** Data to process follows **
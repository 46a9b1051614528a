//! Configuration file management.

use std::fmt;
use std::fs;
use std::path::{Path, PathBuf};
use std::time::Duration;

use anyhow::{Context, Result};
use serde::{Deserialize, Serialize};

use cgm_core::{CalibrationConfig, ConnectionConfig, StoreConfig};

use crate::cli::OutputFormat;

/// Configuration file structure
#[derive(Debug, Clone, Default, PartialEq, Serialize, Deserialize)]
pub struct Config {
    /// Database file. Defaults to the platform data directory.
    #[serde(default)]
    pub database: Option<PathBuf>,

    /// Default output format: "text", "json" or "csv"
    #[serde(default)]
    pub format: Option<String>,

    /// Disable colored output
    #[serde(default)]
    pub no_color: bool,

    #[serde(default)]
    pub calibration: CalibrationSection,

    #[serde(default)]
    pub connection: ConnectionSection,

    #[serde(default)]
    pub history: HistorySection,

    #[serde(default)]
    pub simulate: SimulateSection,
}

/// Calibration limits.
#[derive(Debug, Clone, PartialEq, Serialize, Deserialize)]
pub struct CalibrationSection {
    /// Lowest reportable value in mg/dL.
    #[serde(default = "default_min_glucose")]
    pub min_glucose: f64,

    /// Highest reportable value in mg/dL.
    #[serde(default = "default_max_glucose")]
    pub max_glucose: f64,

    /// Maximum accepted change per minute in mg/dL. 0 disables limiting.
    #[serde(default = "default_allowed_change")]
    pub allowed_change_per_minute: f64,
}

fn default_min_glucose() -> f64 {
    cgm_core::calibration::MIN_READABLE_GLUCOSE
}

fn default_max_glucose() -> f64 {
    cgm_core::calibration::MAX_READABLE_GLUCOSE
}

fn default_allowed_change() -> f64 {
    cgm_core::calibration::DEFAULT_ALLOWED_CHANGE_PER_MINUTE
}

impl Default for CalibrationSection {
    fn default() -> Self {
        Self {
            min_glucose: default_min_glucose(),
            max_glucose: default_max_glucose(),
            allowed_change_per_minute: default_allowed_change(),
        }
    }
}

/// Link timing.
#[derive(Debug, Clone, PartialEq, Serialize, Deserialize)]
pub struct ConnectionSection {
    /// Seconds between sensor readings.
    #[serde(default = "default_interval")]
    pub reading_interval_secs: u64,

    /// Seconds to wait for a link.
    #[serde(default = "default_connect_timeout")]
    pub connect_timeout_secs: u64,
}

fn default_interval() -> u64 {
    60
}

fn default_connect_timeout() -> u64 {
    10
}

impl Default for ConnectionSection {
    fn default() -> Self {
        Self {
            reading_interval_secs: default_interval(),
            connect_timeout_secs: default_connect_timeout(),
        }
    }
}

/// Glucose history retention.
#[derive(Debug, Clone, PartialEq, Serialize, Deserialize)]
pub struct HistorySection {
    /// Hours of history kept in memory and restored at startup.
    #[serde(default = "default_horizon_hours")]
    pub horizon_hours: u32,

    /// Days of history kept in the database. 0 keeps everything.
    #[serde(default = "default_retention_days")]
    pub retention_days: u32,
}

fn default_horizon_hours() -> u32 {
    24
}

fn default_retention_days() -> u32 {
    90
}

impl Default for HistorySection {
    fn default() -> Self {
        Self {
            horizon_hours: default_horizon_hours(),
            retention_days: default_retention_days(),
        }
    }
}

/// Defaults for `cgm simulate`.
#[derive(Debug, Clone, PartialEq, Serialize, Deserialize)]
pub struct SimulateSection {
    #[serde(default = "default_seed")]
    pub seed: u64,

    /// Sensor age in minutes at the start.
    #[serde(default = "default_start_age")]
    pub start_age: u32,

    /// Time acceleration.
    #[serde(default = "default_speed")]
    pub speed: f64,
}

fn default_seed() -> u64 {
    1
}

fn default_start_age() -> u32 {
    1440
}

fn default_speed() -> f64 {
    60.0
}

impl Default for SimulateSection {
    fn default() -> Self {
        Self {
            seed: default_seed(),
            start_age: default_start_age(),
            speed: default_speed(),
        }
    }
}

/// A configuration field with an invalid value.
#[derive(Debug, Clone, PartialEq, Eq)]
pub struct ValidationError {
    pub field: &'static str,
    pub message: String,
}

impl ValidationError {
    fn new(field: &'static str, message: impl Into<String>) -> Self {
        Self {
            field,
            message: message.into(),
        }
    }
}

impl fmt::Display for ValidationError {
    fn fmt(&self, f: &mut fmt::Formatter<'_>) -> fmt::Result {
        write!(f, "{}: {}", self.field, self.message)
    }
}

impl Config {
    /// Get the config file path
    pub fn path() -> PathBuf {
        dirs::config_dir()
            .unwrap_or_else(|| PathBuf::from("."))
            .join("cgm")
            .join("config.toml")
    }

    /// Load config from the default path, or return default if not found
    pub fn load() -> Self {
        Self::load_from(&Self::path())
    }

    /// Load config from `path`, or return default if missing or unreadable
    pub fn load_from(path: &Path) -> Self {
        if path.exists() {
            match fs::read_to_string(path) {
                Ok(content) => match toml::from_str(&content) {
                    Ok(config) => return config,
                    Err(e) => {
                        eprintln!("Warning: Failed to parse config: {}", e);
                    }
                },
                Err(e) => {
                    eprintln!("Warning: Failed to read config: {}", e);
                }
            }
        }
        Self::default()
    }

    /// Save config to the default path
    pub fn save(&self) -> Result<()> {
        self.save_to(&Self::path())
    }

    pub fn save_to(&self, path: &Path) -> Result<()> {
        if let Some(parent) = path.parent() {
            fs::create_dir_all(parent).with_context(|| {
                format!("Failed to create config directory: {}", parent.display())
            })?;
        }
        let content = toml::to_string_pretty(self).context("Failed to serialize config")?;
        fs::write(path, content)
            .with_context(|| format!("Failed to write config: {}", path.display()))?;
        Ok(())
    }

    /// Check every field; all problems are reported, not just the first.
    pub fn validate(&self) -> std::result::Result<(), Vec<ValidationError>> {
        let mut errors = Vec::new();

        if let Some(format) = &self.format
            && parse_format(format).is_none()
        {
            errors.push(ValidationError::new(
                "format",
                format!("unknown format '{}', expected text, json or csv", format),
            ));
        }

        let c = &self.calibration;
        if !(c.min_glucose.is_finite() && c.min_glucose > 0.0) {
            errors.push(ValidationError::new(
                "calibration.min_glucose",
                "must be greater than 0",
            ));
        }
        if !(c.max_glucose.is_finite() && c.max_glucose > c.min_glucose) {
            errors.push(ValidationError::new(
                "calibration.max_glucose",
                "must be greater than min_glucose",
            ));
        }
        if !(c.allowed_change_per_minute.is_finite() && c.allowed_change_per_minute >= 0.0) {
            errors.push(ValidationError::new(
                "calibration.allowed_change_per_minute",
                "must be 0 (disabled) or positive",
            ));
        }

        if self.connection.reading_interval_secs == 0 {
            errors.push(ValidationError::new(
                "connection.reading_interval_secs",
                "must be at least 1",
            ));
        }
        if self.connection.connect_timeout_secs == 0 {
            errors.push(ValidationError::new(
                "connection.connect_timeout_secs",
                "must be at least 1",
            ));
        }

        if self.history.horizon_hours == 0 {
            errors.push(ValidationError::new(
                "history.horizon_hours",
                "must be at least 1",
            ));
        }

        if !(self.simulate.speed.is_finite() && self.simulate.speed > 0.0) {
            errors.push(ValidationError::new(
                "simulate.speed",
                "must be positive",
            ));
        }

        if errors.is_empty() {
            Ok(())
        } else {
            Err(errors)
        }
    }

    /// Default output format from the config file
    pub fn output_format(&self) -> Option<OutputFormat> {
        self.format.as_deref().and_then(parse_format)
    }

    /// Resolve the database path: explicit flag, then config, then the platform default
    pub fn database_path(&self, flag: Option<&Path>) -> PathBuf {
        flag.map(Path::to_path_buf)
            .or_else(|| self.database.clone())
            .unwrap_or_else(cgm_store::default_db_path)
    }

    pub fn calibration_config(&self) -> CalibrationConfig {
        let c = &self.calibration;
        let builder = CalibrationConfig::builder()
            .min_glucose(c.min_glucose)
            .max_glucose(c.max_glucose);
        if c.allowed_change_per_minute > 0.0 {
            builder
                .allowed_change_per_minute(c.allowed_change_per_minute)
                .build()
        } else {
            builder.no_rate_limit().build()
        }
    }

    pub fn connection_config(&self) -> ConnectionConfig {
        ConnectionConfig::new()
            .expected_interval(Duration::from_secs(self.connection.reading_interval_secs))
            .connect_timeout(Duration::from_secs(self.connection.connect_timeout_secs))
    }

    pub fn store_config(&self) -> StoreConfig {
        StoreConfig::default().glucose_horizon(self.horizon())
    }

    pub fn horizon(&self) -> Duration {
        Duration::from_secs(u64::from(self.history.horizon_hours) * 3600)
    }

    /// Database retention, or `None` to keep everything
    pub fn retention(&self) -> Option<Duration> {
        match self.history.retention_days {
            0 => None,
            days => Some(Duration::from_secs(u64::from(days) * 86_400)),
        }
    }
}

/// Resolve output format: explicit flag, then `--json`, then config, then text
pub fn resolve_format(flag: Option<OutputFormat>, json: bool, config: &Config) -> OutputFormat {
    flag.or(json.then_some(OutputFormat::Json))
        .or_else(|| config.output_format())
        .unwrap_or_default()
}

fn parse_format(s: &str) -> Option<OutputFormat> {
    match s.to_lowercase().as_str() {
        "text" => Some(OutputFormat::Text),
        "json" => Some(OutputFormat::Json),
        "csv" => Some(OutputFormat::Csv),
        _ => None,
    }
}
** End of Data to process **
*What the task requires*: How many lines in the records hold the string "Failed"? Reply with the number alone.

*Exercise answer*: 5